I think that Boveda is simple is NOT the main point. If that was the point, you could just show someone throwing in Boveda, and it working! No other examples needed. But to show "what will happen to your cigars if you use something other than Boveda"- WHICH IS AN INCORRECT BLANKET STATEMENT.



Trackmyer said:


> Your a class act Charlie!
> 
> A fella comes in here, both guns blazing. Sending flames all over the joint, and you not only keep your cool.
> You offer to send him free product. Well done.
> ...


I think it's easy to keep your cool when you're the one wrongly bashing another product, and then make a joke out of anyone who argues otherwise. The big bully rarely loses his temper when he's taking lunch money. I mean, do you really think that "all of these other humidification devices except for Boveda, only do one thing- which is give off 100% humidity until they are dried out." I don't think that to be true, now is it?

I think you guys are misinterpreting what the issue is here. Nobody is arguing that Boveda works, but it's pretty low to start saying that the same humidification that loads of brothers here have been easily and successfully using is inadequate. No good reason to ish on the small guy - and yeah, they wrote "spritz" or "spray" the beads, and we know now that you shouldn't. Not the end of the world.

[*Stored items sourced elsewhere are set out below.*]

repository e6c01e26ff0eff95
use super::ids::AtomId;
use crate::core::catalog::Element;
use nalgebra::{Point3, Vector3};

/// A particle owned by the engine.
#[derive(Debug, Clone, PartialEq)]
pub struct Atom {
    /// Engine-assigned identifier.
    pub id: AtomId,
    /// Element identity, resolved against the catalog for mass and radius.
    pub element: Element,
    /// Position in Angstroms.
    pub position: Point3<f64>,
    /// Velocity in Angstroms per second of simulated time.
    pub velocity: Vector3<f64>,
    /// Formal charge in elementary charge units. Carried for consumers, ignored by the physics.
    pub charge: f64,
}

impl Atom {
    /// Creates an atom at rest with zero charge.
    pub fn new(id: AtomId, element: Element, position: Point3<f64>) -> Self {
        Self {
            id,
            element,
            position,
            velocity: Vector3::zeros(),
            charge: 0.0,
        }
    }

    #[inline]
    pub fn speed_squared(&self) -> f64 {
        self.velocity.norm_squared()
    }
}
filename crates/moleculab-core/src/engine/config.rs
use crate::core::catalog::{BondKind, Catalog, Element};
use crate::core::physics::params::{InvalidParamError, SimulationParams};
use thiserror::Error;

/// Distance along the pointer ray at which add mode places new atoms.
pub const DEFAULT_PLACEMENT_DISTANCE: f64 = 10.0;

#[derive(Debug, Error, PartialEq, Clone)]
pub enum ConfigError {
    #[error("Invalid initial simulation parameters: {0}")]
    Params(#[from] InvalidParamError),
    #[error("Placement distance must be finite and positive, got {0}")]
    PlacementDistance(f64),
}

#[derive(Debug, Clone, PartialEq)]
pub struct EngineConfig {
    pub catalog: Catalog,
    pub params: SimulationParams,
    /// Seed for velocity initialization; `None` draws from OS entropy.
    pub seed: Option<u64>,
    pub placement_distance: f64,
    pub initial_element: Element,
    pub initial_bond_kind: BondKind,
}

impl Default for EngineConfig {
    fn default() -> Self {
        Self {
            catalog: Catalog::builtin(),
            params: SimulationParams::default(),
            seed: None,
            placement_distance: DEFAULT_PLACEMENT_DISTANCE,
            initial_element: Element::default(),
            initial_bond_kind: BondKind::default(),
        }
    }
}

#[derive(Default)]
pub struct EngineConfigBuilder {
    catalog: Option<Catalog>,
    params: Option<SimulationParams>,
    seed: Option<u64>,
    placement_distance: Option<f64>,
    initial_element: Option<Element>,
    initial_bond_kind: Option<BondKind>,
}

impl EngineConfigBuilder {
    pub fn new() -> Self {
        Self::default()
    }

    pub fn catalog(mut self, catalog: Catalog) -> Self {
        self.catalog = Some(catalog);
        self
    }
    pub fn params(mut self, params: SimulationParams) -> Self {
        self.params = Some(params);
        self
    }
    pub fn seed(mut self, seed: u64) -> Self {
        self.seed = Some(seed);
        self
    }
    pub fn placement_distance(mut self, distance: f64) -> Self {
        self.placement_distance = Some(distance);
        self
    }
    pub fn initial_element(mut self, element: Element) -> Self {
        self.initial_element = Some(element);
        self
    }
    pub fn initial_bond_kind(mut self, kind: BondKind) -> Self {
        self.initial_bond_kind = Some(kind);
        self
    }

    pub fn build(self) -> Result<EngineConfig, ConfigError> {
        let params = self.params.unwrap_or_default();
        params.validate()?;

        let placement_distance = self
            .placement_distance
            .unwrap_or(DEFAULT_PLACEMENT_DISTANCE);
        if !(placement_distance.is_finite() && placement_distance > 0.0) {
            return Err(ConfigError::PlacementDistance(placement_distance));
        }

        Ok(EngineConfig {
            catalog: self.catalog.unwrap_or_default(),
            params,
            seed: self.seed,
            placement_distance,
            initial_element: self.initial_element.unwrap_or_default(),
            initial_bond_kind: self.initial_bond_kind.unwrap_or_default(),
        })
    }
}
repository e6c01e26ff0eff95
pub mod geometry;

I have both products myself, but keep seeing this come up over and over again and the marketing side of Boveda doesn't sit very well for me. I certainly wouldn't buy any more, but thankfully I can recharge them (against manufacturer's recommendation, of course).


----------



## Bizumpy (Nov 14, 2014)

For my own edification, if you don't spray Heartfelt beads with water, what do you do?


----------



## JIK (Sep 4, 2014)

Bizumpy said:


> For my own edification, if you don't spray Heartfelt beads with water, what do you do?

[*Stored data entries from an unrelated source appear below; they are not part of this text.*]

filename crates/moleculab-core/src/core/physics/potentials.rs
/// Molar gas constant in J/(mol·K).
pub const GAS_CONSTANT: f64 = 8.314462618;

/// Coefficient of the flat thermal bath term, the gas constant in kJ/(mol·K).
pub const THERMAL_BATH_COEFFICIENT: f64 = GAS_CONSTANT / 1000.0;

/// Scales RMS molecular speeds (m/s with masses in g/mol) down to sandbox units per second.
pub const THERMAL_SPEED_SCALE: f64 = 0.01;

#[inline]
pub fn kinetic(mass: f64, speed_squared: f64) -> f64 {
    0.5 * mass * speed_squared
}

/// Harmonic penalty for deviating from an equilibrium length.
#[inline]
pub fn harmonic_deviation(distance: f64, equilibrium_length: f64, strength: f64) -> f64 {
    let deviation = (distance - equilibrium_length).abs();
    strength * deviation * deviation
}

/// Bath energy for the whole workspace. Independent of the atom count.
#[inline]
pub fn thermal_bath(temperature: f64) -> f64 {
    temperature * THERMAL_BATH_COEFFICIENT
}

/// Scaled root-mean-square speed `sqrt(3RT/m)` for an atom of the given molar mass.
#[inline]
pub fn thermal_speed(temperature: f64, mass: f64) -> f64 {
    if mass <= 0.0 || temperature <= 0.0 {
        return 0.0;
    }
    (3.0 * GAS_CONSTANT * temperature / mass).sqrt() * THERMAL_SPEED_SCALE
}
use std::time::Duration;

use reqwest::Client;
use serde::{Deserialize, Serialize};
use tracing::{debug, error, instrument};

use crate::constants;
use crate::error::ChatError;

// Structures matching Ollama's /api/chat endpoint
#[derive(Serialize, Deserialize, Debug, Clone, PartialEq, Eq)]
pub struct ChatMessage {
    pub role: String,
    pub content: String,
}

impl ChatMessage {
    pub fn system(content: impl Into<String>) -> Self {
        Self {
            role: "system".to_string(),
            content: content.into(),
        }
    }

    pub fn user(content: impl Into<String>) -> Self {
        Self {
            role: "user".to_string(),
            content: content.into(),
        }
    }
}

#[derive(Serialize, Deserialize, Debug, Clone, PartialEq, Eq)]
pub struct ChatRequest {
    pub model: String,
    pub messages: Vec<ChatMessage>,
    pub stream: bool,
}

impl ChatRequest {
    pub fn new(model: impl Into<String>, messages: Vec<ChatMessage>) -> Self {
        Self {
            model: model.into(),
            messages,
            stream: false,
        }
    }

    pub fn streaming(mut self) -> Self {
        self.stream = true;
        self
    }
}

#[derive(Deserialize, Debug)]
struct ChatResponse {
    message: Option<ResponseMessage>,
}

#[derive(Deserialize, Debug)]
struct ResponseMessage {
    content: Option<String>,
}

/// One request, one full reply. Used by the browser chat page and the terminal chat.
#[derive(Debug, Clone)]
pub struct ChatClient {
    client: Client,
    endpoint: String,
    model: String,
}

impl ChatClient {
    pub fn new(client: Client, endpoint: impl Into<String>, model: impl Into<String>) -> Self {
        Self {
            client,
            endpoint: endpoint.into(),
            model: model.into(),
        }
    }

    pub fn model(&self) -> &str {
        &self.model
    }

    /// Send a single user message and return the model's reply text.
    ///
    /// A reply without `message.content` yields [`constants::NO_RESPONSE`].
    #[instrument(skip(self), fields(model = %self.model))]
    pub async fn chat(&self, message: &str) -> Result<String, ChatError> {
        let request_payload = ChatRequest::new(self.model.clone(), vec![ChatMessage::user(message)]);

        let response = self
            .client
            .post(&self.endpoint)
            .json(&request_payload)
            .timeout(Duration::from_secs(constants::CHAT_TIMEOUT_SECS))
            .send()
            .await?;

        if !response.status().is_success() {
            let status = response.status();
            let body = response
                .text()
                .await
                .unwrap_or_else(|_| "Failed to read error body".to_string());
            error!(%status, %body, "Ollama chat request failed");
            return Err(ChatError::Upstream { status, body });
        }

        let chat_response = response.json::<ChatResponse>().await?;
        let reply = chat_response
            .message
            .and_then(|m| m.content)
            .unwrap_or_else(|| constants::NO_RESPONSE.to_string());

        debug!(reply_len = reply.len(), "Received Ollama reply");
        Ok(reply)
    }
}

#[cfg(test)]
mod tests {
    use super::*;
    use serde_json::json;

    #[test]
    fn test_streaming_request_serializes_flag() {
        let request = ChatRequest::new("gemma3:1b", vec![ChatMessage::user("hi")]).streaming();
        let value = serde_json::to_value(&request).unwrap();
        assert_eq!(
            value,
            json!({
                "model": "gemma3:1b",
                "messages": [{"role": "user", "content": "hi"}],
                "stream": true
            })
        );
    }

    #[test]
    fn test_chat_response_without_message() {
        let parsed: ChatResponse = serde_json::from_str(r#"{"done":true}"#).unwrap();
        assert!(parsed.message.is_none());
    }
}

Heartfelt Industries Cigar Humidor Humidity Beads Set Up


----------



## SeanTheEvans (Dec 13, 2013)

Bizumpy said:


> For my own edification, if you don't spray Heartfelt beads with water, what do you do?


Well, the most important question is what the ambient humidity is. If you have a humidor that you keep in a home where the humidity is 80%, you don't want to wet the beads at all, as they should be dry in order to remove moisture from the air to bring your container to a lower, more desirable RH. If you live somewhere and the ambient humidity is low, you might want to "charge" the beads, so that they will have moisture which they can give off to acclimate their surroundings to the desired RH. This can be done in a number of ways, detailed on the HF website, although passively (same methods as recharging bovedas) is recommended if you want to keep the beads from fracturing.


----------



## demuths1770 (Jan 2, 2014)

SeanTheEvans said:


> Well, the most important question is what the ambient humidity is. If you have a humidor that you keep in a home where the humidity is 80%, you don't want to wet the beads at all, as they should be dry in order to remove moisture from the air to bring your container to a lower, more desirable RH. If you live somewhere and the ambient humidity is low, you might want to "charge" the beads, so that they will have moisture which they can give off to acclimate their surroundings to the desired RH. This can be done in a number of ways, detailed on the HF website, although passively (same methods as recharging bovedas) is recommended if you want to keep the beads from fracturing.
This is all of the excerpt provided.